§ What the task requires
What lines of the material below include the string "self"? Copy all of them.

§ Data extracts
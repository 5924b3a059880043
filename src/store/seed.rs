//! Demo ruleset every new session starts from.

use std::collections::BTreeMap;

use chrono::{DateTime, Utc};

use crate::rules::Rule;

use super::types::{
    ArtifactManifest, ConstraintSet, DraftProposals, FactExclusionGroup, IncompatibilityPair,
    InfeasibilityEntry, Provenance,
};

pub const SEED_ACTOR: &str = "system";
pub const SEED_ARTIFACT_SOURCE: &str = "in_memory";
pub const SEED_RULESET_VERSION: &str = "local-session";
pub const SEED_CHANGE_SUMMARY: &str = "Seed demo ruleset (pending draft baseline).";

pub fn seed_rules() -> Vec<Rule> {
    vec![
        Rule::new(
            "hg_obligate_immediate_delivery_severe_pe_34",
            ["Dx.Preeclampsia", "DxAttr.Preeclampsia.Severe", "Ctx.GA_>=34w"],
            "Obligated(Action.ImmediateDelivery)",
            "Severe preeclampsia at >=34w obligates immediate delivery.",
        ),
        Rule::new(
            "hg_obligate_expedited_delivery_placental_abruption",
            ["Dx.PlacentalAbruption"],
            "Obligated(Action.ExpeditedDelivery)",
            "Placental abruption obligates expedited delivery.",
        ),
        Rule::new(
            "hg_allow_expedited_delivery_hypertensive_28",
            ["Dx.HypertensiveDisorder", "Ctx.GA_>=28w"],
            "Allowed(Action.ExpeditedDelivery)",
            "Hypertensive disorder at >=28w permits expedited delivery.",
        ),
        Rule::new(
            "hg_allow_expectant_nonsevere_early_window",
            ["Dx.Preeclampsia", "Ctx.GA_>=28w", "Ctx.MaternalAge_<35y"],
            "Allowed(Action.ExpectantManagement)",
            "Non-severe early window may allow expectant management.",
        ),
    ]
}

/// Seed constraints. Every action is feasible unless an entry says otherwise.
pub fn seed_constraints(now: DateTime<Utc>) -> ConstraintSet {
    let prov = || Provenance::new(SEED_ACTOR, now);
    let pair = |a: &str, b: &str| IncompatibilityPair {
        a: a.to_string(),
        b: b.to_string(),
        provenance: prov(),
    };
    let infeasible = |action: &str, premises: &[&str]| InfeasibilityEntry {
        action: action.to_string(),
        premises: premises.iter().map(|p| p.to_string()).collect(),
        provenance: prov(),
    };

    ConstraintSet {
        incompatibility: vec![
            pair("Action.ImmediateDelivery", "Action.ExpectantManagement"),
            pair("Action.ExpeditedDelivery", "Action.ExpectantManagement"),
        ],
        infeasibility: vec![
            infeasible("Action.ExpectantManagement", &["Dx.FetalDemise"]),
            infeasible("Action.ExpectantManagement", &["DxAttr.Preeclampsia.Severe"]),
            infeasible("Action.ImmediateDelivery", &["Ctx.GA_<34w"]),
        ],
        fact_exclusions: vec![FactExclusionGroup {
            facts: ["Ctx.GA_<34w", "Ctx.GA_>=34w"]
                .iter()
                .map(|f| f.to_string())
                .collect(),
            provenance: prov(),
        }],
    }
}

/// Draft at revision 1 holding the demo rules and constraints.
pub fn seed_draft(now: DateTime<Utc>) -> DraftProposals {
    let proposals = seed_rules();
    let rule_provenance: BTreeMap<_, _> = proposals
        .iter()
        .map(|r| (r.rule_id().to_string(), Provenance::new(SEED_ACTOR, now)))
        .collect();

    DraftProposals {
        manifest: ArtifactManifest {
            artifact_source: SEED_ARTIFACT_SOURCE.to_string(),
            ruleset_version: SEED_RULESET_VERSION.to_string(),
            revision: 1,
            updated_at: now,
            updated_by: SEED_ACTOR.to_string(),
            change_summary: SEED_CHANGE_SUMMARY.to_string(),
        },
        proposals,
        rule_provenance,
        constraints: seed_constraints(now),
    }
}

#[cfg(test)]
mod tests {
    use super::*;
    use crate::conflict::detect_conflicts;
    use crate::registry::TokenRegistry;

    #[test]
    fn test_seed_tokens_are_registered() {
        let registry = TokenRegistry::builtin();
        for rule in seed_rules() {
            registry.validate_rule(&rule).unwrap();
        }
        let constraints = seed_constraints(Utc::now());
        for pair in &constraints.incompatibility {
            registry.validate_incompatibility(&pair.a, &pair.b).unwrap();
        }
        for entry in &constraints.infeasibility {
            registry
                .validate_infeasibility(&entry.action, &entry.premises)
                .unwrap();
        }
    }

    #[test]
    fn test_seed_is_conflict_free() {
        assert!(detect_conflicts(&seed_rules()).is_empty());
    }

    #[test]
    fn test_seed_draft_starts_at_revision_one() {
        let draft = seed_draft(Utc::now());
        assert_eq!(draft.manifest.revision, 1);
        assert_eq!(draft.rule_provenance.len(), draft.proposals.len());
    }
}
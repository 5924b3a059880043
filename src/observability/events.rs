//! Observable kernel events
//!
//! Every significant state transition is logged with one of these names
//! as the `event` field. Events are explicit and typed.

use std::fmt;

#[derive(Debug, Clone, Copy, PartialEq, Eq)]
pub enum Event {
    // Lifecycle
    ConfigLoaded,
    ServeStart,
    ServeStop,

    // Sessions
    SessionCreated,
    SessionEvicted,

    // Draft and candidate
    DraftMutated,
    ValidationRejected,
    CandidateBuilt,
    ConflictsDetected,

    // Publication
    Publish,
    PublishRejected,
    SnapshotCreated,
    CertificateWritten,

    // Verification
    Verify,
    VerifyTimeout,
    VerifyUnavailable,

    // Promotion
    RuntimePromoted,
    PromotionRefused,

    // Retrieval
    RetrievalServed,
    RetrievalRefused,
}

impl Event {
    /// Returns the event name as a string
    pub fn as_str(&self) -> &'static str {
        match self {
            Event::ConfigLoaded => "CONFIG_LOADED",
            Event::ServeStart => "SERVE_START",
            Event::ServeStop => "SERVE_STOP",
            Event::SessionCreated => "SESSION_CREATED",
            Event::SessionEvicted => "SESSION_EVICTED",
            Event::DraftMutated => "DRAFT_MUTATED",
            Event::ValidationRejected => "VALIDATION_REJECTED",
            Event::CandidateBuilt => "CANDIDATE_BUILT",
            Event::ConflictsDetected => "CONFLICTS_DETECTED",
            Event::Publish => "PUBLISH",
            Event::PublishRejected => "PUBLISH_REJECTED",
            Event::SnapshotCreated => "SNAPSHOT_CREATED",
            Event::CertificateWritten => "CERTIFICATE_WRITTEN",
            Event::Verify => "VERIFY",
            Event::VerifyTimeout => "VERIFY_TIMEOUT",
            Event::VerifyUnavailable => "VERIFY_UNAVAILABLE",
            Event::RuntimePromoted => "RUNTIME_PROMOTED",
            Event::PromotionRefused => "PROMOTION_REFUSED",
            Event::RetrievalServed => "RETRIEVAL_SERVED",
            Event::RetrievalRefused => "RETRIEVAL_REFUSED",
        }
    }

    /// Returns true for events that are logged at warning level
    pub fn is_warning(&self) -> bool {
        matches!(
            self,
            Event::ValidationRejected
                | Event::PublishRejected
                | Event::VerifyTimeout
                | Event::VerifyUnavailable
                | Event::PromotionRefused
                | Event::RetrievalRefused
        )
    }
}

impl fmt::Display for Event {
    fn fmt(&self, f: &mut fmt::Formatter<'_>) -> fmt::Result {
        write!(f, "{}", self.as_str())
    }
}

#[cfg(test)]
mod tests {
    use super::*;

    #[test]
    fn test_event_names_are_upper_snake() {
        for event in [Event::DraftMutated, Event::RuntimePromoted, Event::VerifyTimeout] {
            let name = event.as_str();
            assert!(name.chars().all(|c| c.is_ascii_uppercase() || c == '_'));
            assert_eq!(event.to_string(), name);
        }
    }

    #[test]
    fn test_warning_classification() {
        assert!(Event::RetrievalRefused.is_warning());
        assert!(!Event::RuntimePromoted.is_warning());
    }
}
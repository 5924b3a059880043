//! API layer
//!
//! JSON-lines request/response envelopes over the [`Kernel`](crate::kernel::Kernel).
//!
//! # Design Principles
//!
//! - One JSON object per request, tagged by `op`
//! - Subsystem error codes passed through unchanged
//! - Success data is the kernel result serialized as-is

mod errors;
mod handler;
mod request;
mod response;

pub use errors::{ApiError, ApiErrorCode, ApiResult};
pub use handler::ApiHandler;
pub use request::{Request, DEFAULT_ARTIFACT_TIMEOUT_SECONDS};
pub use response::{ErrorResponse, Response, SuccessResponse};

§ Written solution
    pub fn as_str(&self) -> &'static str {
        match self {
    pub fn is_warning(&self) -> bool {
            self,
    fn fmt(&self, f: &mut fmt::Formatter<'_>) -> fmt::Result {
        write!(f, "{}", self.as_str())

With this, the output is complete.